Among Hannoosh’s notable interventions is her consistent challenging of narratives that assign a linear relation between apparent changes in Michelet’s positions and significant contemporary social or political developments. She turns instead to the compellingly implicit evidence of his personal encounters with art. In Hannoosh’s telling, for instance, Michelet’s evolving opinion of the Middle Ages—from an origin point for a conception of liberty that would ultimately manifest in the Revolution to a period of cruel religious authoritarianism—is brought about not by polemical reactions to his lectures, but by “an extraordinary encounter” with the sculptures of the Strasbourg Cathedral in 1842. These sculptures according to Hannosh,“drove home to him the fanaticism, cruelty, and dogmatism of the medieval church” (42). In the case of the Renaissance, Hannoosh cites personal tragedy and the disappointments (and professional setbacks) of the Second Republic and Second Empire as potential influences on Michelet’s conception of necessary rebirth, but primarily traces the complexity of his thinking through records of his travels to Belgium, Holland, and Germany, and his encounters with Van Eyck, Rubens, and Durer. In each of these cases, Michelet finds purpose in the possibility of colluding across time with an artist in order to recover that which can only be suggested in an image, figuring himself as part of a transhistorical “family” rather than a distant observer. On this point, Hannoosh challenges the assessment of Roland Barthes, whose own reading of the Histoire de France is the foundation for so much subsequent interest. Whereas Barthes sees Michelet’s engagement with history in the mode of “tableau,” observable from a removed, god-like position and in tension with that of “récit,” where the historian moves alongside history as it escapes his grasp, Hannoosh instead describes a “dynamic mutual relationship between the historian and the past” (6).
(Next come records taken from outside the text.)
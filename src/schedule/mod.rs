//! Delayed-move scheduling.
//!
//! The scheduler is a time-ordered queue of pending actions. Ordering is by
//! `fires_at` ascending with ties broken by insertion order (stable), so two
//! moves scheduled for the same instant fire in the order they were
//! requested. The queue itself knows nothing about execution - the harness
//! (or a real-time host mapping entries to timers) pops due entries and
//! fires them.
//!
//! Expiration-sourced entries are special only in one way: each user has at
//! most one outstanding expiration, and beginning or ending that user's turn
//! cancels it.

use serde::{Deserialize, Serialize};

use crate::core::{Ms, UserId};

/// Why an entry was scheduled.
#[derive(Clone, Copy, Debug, PartialEq, Eq, Serialize, Deserialize)]
pub enum ScheduleSource {
    /// A handler asked for a delayed move explicitly.
    Explicit,
    /// The turn controller scheduled a turn-expiration action.
    Expiration,
}

/// What fires when an entry comes due.
#[derive(Clone, Debug, PartialEq, Serialize, Deserialize)]
pub enum ScheduledAction<PM, BM> {
    /// A player move executed on behalf of `user_id`.
    Player { user_id: UserId, mv: PM },
    /// A board move.
    Board { mv: BM },
    /// End `user_id`'s turn without running any handler - the expiration of
    /// a turn that declared a deadline but no default move.
    EndTurn { user_id: UserId },
}

impl<PM, BM> ScheduledAction<PM, BM> {
    /// The user this action targets, if any.
    #[must_use]
    pub fn user_id(&self) -> Option<&UserId> {
        match self {
            ScheduledAction::Player { user_id, .. } | ScheduledAction::EndTurn { user_id } => {
                Some(user_id)
            }
            ScheduledAction::Board { .. } => None,
        }
    }
}

/// One pending entry.
#[derive(Clone, Debug, PartialEq, Serialize, Deserialize)]
pub struct Scheduled<PM, BM> {
    /// Absolute timestamp the entry fires at.
    pub fires_at: Ms,

    /// The action to fire.
    pub action: ScheduledAction<PM, BM>,

    /// Explicit delay or turn expiration.
    pub source: ScheduleSource,
}

/// Time-ordered queue of pending delayed moves.
#[derive(Clone, Debug, PartialEq, Serialize, Deserialize)]
pub struct Scheduler<PM, BM> {
    queue: Vec<Scheduled<PM, BM>>,
}

impl<PM, BM> Default for Scheduler<PM, BM> {
    fn default() -> Self {
        Self { queue: Vec::new() }
    }
}

impl<PM, BM> Scheduler<PM, BM> {
    /// Create an empty scheduler.
    #[must_use]
    pub fn new() -> Self {
        Self::default()
    }

    /// Number of pending entries.
    #[must_use]
    pub fn len(&self) -> usize {
        self.queue.len()
    }

    /// Whether anything is pending.
    #[must_use]
    pub fn is_empty(&self) -> bool {
        self.queue.is_empty()
    }

    /// Insert an entry, keeping the queue sorted by `fires_at` with stable
    /// tie order (new entries go after existing equal timestamps).
    pub fn schedule(&mut self, entry: Scheduled<PM, BM>) {
        let pos = self
            .queue
            .partition_point(|e| e.fires_at <= entry.fires_at);
        self.queue.insert(pos, entry);
    }

    /// The earliest pending entry.
    #[must_use]
    pub fn peek(&self) -> Option<&Scheduled<PM, BM>> {
        self.queue.first()
    }

    /// Pop the earliest entry if it fires at or before `until`.
    pub fn pop_due(&mut self, until: Ms) -> Option<Scheduled<PM, BM>> {
        if self.queue.first()?.fires_at <= until {
            Some(self.queue.remove(0))
        } else {
            None
        }
    }

    /// Cancel the outstanding expiration entry for a user, if any.
    ///
    /// Called whenever that user's turn begins (superseding) or ends.
    /// Explicitly delayed moves are untouched.
    pub fn cancel_expirations_for(&mut self, user_id: &UserId) {
        self.queue.retain(|e| {
            e.source != ScheduleSource::Expiration || e.action.user_id() != Some(user_id)
        });
    }

    /// Drop every pending entry (match end).
    pub fn clear(&mut self) {
        self.queue.clear();
    }

    /// Pending entries in firing order, for persistence.
    pub fn entries(&self) -> impl Iterator<Item = &Scheduled<PM, BM>> {
        self.queue.iter()
    }

    /// Rebuild from persisted entries (assumed already sorted; re-sorted
    /// defensively since the order is an invariant here).
    #[must_use]
    pub fn from_entries(mut entries: Vec<Scheduled<PM, BM>>) -> Self {
        entries.sort_by_key(|e| e.fires_at);
        Self { queue: entries }
    }
}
Each chapter contributes to a richer and more human understanding of Michelet as a historian, featuring readings as convincing as they are affecting. Hannoosh adeptly balances the work’s unique focus with the necessity of covering a great volume of writing and a considerable span of time. In providing such a distinct lens for the evaluation of Michelet’s career, the work also suggests the possibility that other such lenses may exist, perhaps to be taken up in other essays. For instance, more direct comparison between Michelet’s reflections on canonical works of art and those of other nineteenth-century writers—historians or otherwise—might establish the significance of Michelet’s associations beyond questions of influence on his own corpus. The work’s impressive interdisciplinary ambition and compelling essayistic structure, however, understandably limits the capacity for such breadth. For scholars of history, art history, and literature, Jules Michelet offers an essential perspective on a complex figure, expanding the possibilities of future inquiry.